● WHAT THIS TASK INVOLVES
Count every line in the following entries that holds the word "Some". Only the number should be given.
»»
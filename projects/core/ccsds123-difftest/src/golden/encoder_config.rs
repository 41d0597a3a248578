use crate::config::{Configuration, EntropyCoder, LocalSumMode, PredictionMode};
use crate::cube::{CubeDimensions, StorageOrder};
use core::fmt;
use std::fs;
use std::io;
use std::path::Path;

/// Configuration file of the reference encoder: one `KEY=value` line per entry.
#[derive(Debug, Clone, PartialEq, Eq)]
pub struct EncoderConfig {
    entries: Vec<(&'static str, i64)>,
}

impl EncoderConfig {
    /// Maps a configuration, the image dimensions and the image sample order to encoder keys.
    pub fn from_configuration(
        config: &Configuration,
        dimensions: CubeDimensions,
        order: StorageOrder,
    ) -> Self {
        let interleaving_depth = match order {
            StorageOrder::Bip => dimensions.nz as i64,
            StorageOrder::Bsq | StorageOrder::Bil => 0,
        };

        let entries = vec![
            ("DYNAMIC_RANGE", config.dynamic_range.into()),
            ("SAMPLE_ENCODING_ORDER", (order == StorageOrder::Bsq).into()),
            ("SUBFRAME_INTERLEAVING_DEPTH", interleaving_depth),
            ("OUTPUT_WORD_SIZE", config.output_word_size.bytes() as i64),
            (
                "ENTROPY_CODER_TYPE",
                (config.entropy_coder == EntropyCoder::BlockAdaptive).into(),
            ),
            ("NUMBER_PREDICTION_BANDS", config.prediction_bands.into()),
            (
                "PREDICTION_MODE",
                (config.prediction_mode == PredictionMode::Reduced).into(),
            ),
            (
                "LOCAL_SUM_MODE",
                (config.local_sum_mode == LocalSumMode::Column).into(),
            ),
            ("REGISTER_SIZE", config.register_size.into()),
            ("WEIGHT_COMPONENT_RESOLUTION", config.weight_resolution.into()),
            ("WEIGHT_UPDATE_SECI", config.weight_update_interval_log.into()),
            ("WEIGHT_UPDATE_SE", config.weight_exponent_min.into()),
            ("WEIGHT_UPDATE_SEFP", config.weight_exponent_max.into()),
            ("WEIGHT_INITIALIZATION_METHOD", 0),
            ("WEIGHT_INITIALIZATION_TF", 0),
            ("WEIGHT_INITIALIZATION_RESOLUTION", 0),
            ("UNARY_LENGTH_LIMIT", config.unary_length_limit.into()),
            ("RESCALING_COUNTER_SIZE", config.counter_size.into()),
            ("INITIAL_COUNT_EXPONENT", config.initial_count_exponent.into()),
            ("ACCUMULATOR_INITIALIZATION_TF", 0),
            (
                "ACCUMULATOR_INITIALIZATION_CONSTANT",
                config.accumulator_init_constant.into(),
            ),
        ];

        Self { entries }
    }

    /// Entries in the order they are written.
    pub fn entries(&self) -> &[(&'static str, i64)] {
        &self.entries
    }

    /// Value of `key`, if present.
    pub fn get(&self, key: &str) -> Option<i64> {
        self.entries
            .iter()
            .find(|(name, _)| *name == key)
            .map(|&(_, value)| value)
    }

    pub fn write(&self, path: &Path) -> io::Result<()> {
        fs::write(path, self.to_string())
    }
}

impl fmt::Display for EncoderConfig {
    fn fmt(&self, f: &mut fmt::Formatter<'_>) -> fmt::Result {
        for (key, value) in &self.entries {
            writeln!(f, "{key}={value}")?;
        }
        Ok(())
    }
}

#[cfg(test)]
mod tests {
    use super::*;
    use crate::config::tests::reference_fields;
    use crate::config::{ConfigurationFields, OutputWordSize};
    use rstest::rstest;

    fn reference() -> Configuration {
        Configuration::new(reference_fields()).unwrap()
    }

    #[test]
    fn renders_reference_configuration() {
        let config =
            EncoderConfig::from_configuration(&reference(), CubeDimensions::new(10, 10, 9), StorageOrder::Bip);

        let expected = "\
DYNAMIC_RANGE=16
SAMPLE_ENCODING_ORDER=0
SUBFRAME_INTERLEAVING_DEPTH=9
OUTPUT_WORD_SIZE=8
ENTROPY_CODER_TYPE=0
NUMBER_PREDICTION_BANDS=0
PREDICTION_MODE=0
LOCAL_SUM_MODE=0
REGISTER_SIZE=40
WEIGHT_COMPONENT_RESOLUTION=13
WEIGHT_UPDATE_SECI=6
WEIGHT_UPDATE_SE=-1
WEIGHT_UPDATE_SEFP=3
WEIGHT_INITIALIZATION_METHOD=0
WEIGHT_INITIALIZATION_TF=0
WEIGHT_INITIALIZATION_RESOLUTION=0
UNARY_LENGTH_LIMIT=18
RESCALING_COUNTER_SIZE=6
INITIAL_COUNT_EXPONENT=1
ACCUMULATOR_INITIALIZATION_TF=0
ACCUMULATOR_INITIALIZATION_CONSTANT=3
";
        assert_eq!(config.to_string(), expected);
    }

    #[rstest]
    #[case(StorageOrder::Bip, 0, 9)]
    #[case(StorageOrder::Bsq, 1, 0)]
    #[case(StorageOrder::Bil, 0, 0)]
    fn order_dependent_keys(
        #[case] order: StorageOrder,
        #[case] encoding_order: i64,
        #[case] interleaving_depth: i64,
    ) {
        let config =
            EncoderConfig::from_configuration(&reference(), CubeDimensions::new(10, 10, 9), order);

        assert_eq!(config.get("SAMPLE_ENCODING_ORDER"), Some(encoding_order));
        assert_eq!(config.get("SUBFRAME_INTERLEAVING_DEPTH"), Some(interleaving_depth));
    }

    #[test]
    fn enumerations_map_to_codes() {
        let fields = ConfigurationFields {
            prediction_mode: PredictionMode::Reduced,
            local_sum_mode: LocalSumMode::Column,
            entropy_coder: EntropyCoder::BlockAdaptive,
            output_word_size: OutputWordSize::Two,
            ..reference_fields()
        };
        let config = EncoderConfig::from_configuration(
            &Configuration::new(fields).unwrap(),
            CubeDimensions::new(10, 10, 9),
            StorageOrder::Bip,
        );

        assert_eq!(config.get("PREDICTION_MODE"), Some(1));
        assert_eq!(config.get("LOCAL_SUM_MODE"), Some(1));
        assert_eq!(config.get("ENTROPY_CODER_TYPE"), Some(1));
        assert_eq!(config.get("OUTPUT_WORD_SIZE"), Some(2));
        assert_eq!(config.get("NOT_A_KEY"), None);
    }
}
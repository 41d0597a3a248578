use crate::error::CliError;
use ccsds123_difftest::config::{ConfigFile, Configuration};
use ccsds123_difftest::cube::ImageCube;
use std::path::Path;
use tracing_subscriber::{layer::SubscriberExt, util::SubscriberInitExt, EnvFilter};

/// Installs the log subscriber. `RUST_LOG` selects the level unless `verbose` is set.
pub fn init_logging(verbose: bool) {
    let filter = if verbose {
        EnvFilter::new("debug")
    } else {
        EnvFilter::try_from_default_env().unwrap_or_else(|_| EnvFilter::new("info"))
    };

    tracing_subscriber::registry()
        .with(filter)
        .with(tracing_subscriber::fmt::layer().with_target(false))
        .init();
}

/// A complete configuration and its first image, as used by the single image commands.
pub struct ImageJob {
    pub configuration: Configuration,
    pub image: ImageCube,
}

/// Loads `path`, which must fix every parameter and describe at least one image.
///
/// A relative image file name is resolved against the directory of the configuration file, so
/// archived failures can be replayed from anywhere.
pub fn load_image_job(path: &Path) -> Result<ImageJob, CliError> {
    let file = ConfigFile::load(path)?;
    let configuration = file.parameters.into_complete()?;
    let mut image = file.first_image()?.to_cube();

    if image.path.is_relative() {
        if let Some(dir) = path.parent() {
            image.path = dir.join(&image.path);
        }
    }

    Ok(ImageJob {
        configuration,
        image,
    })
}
««
● SOLUTION FOR THIS TASK
7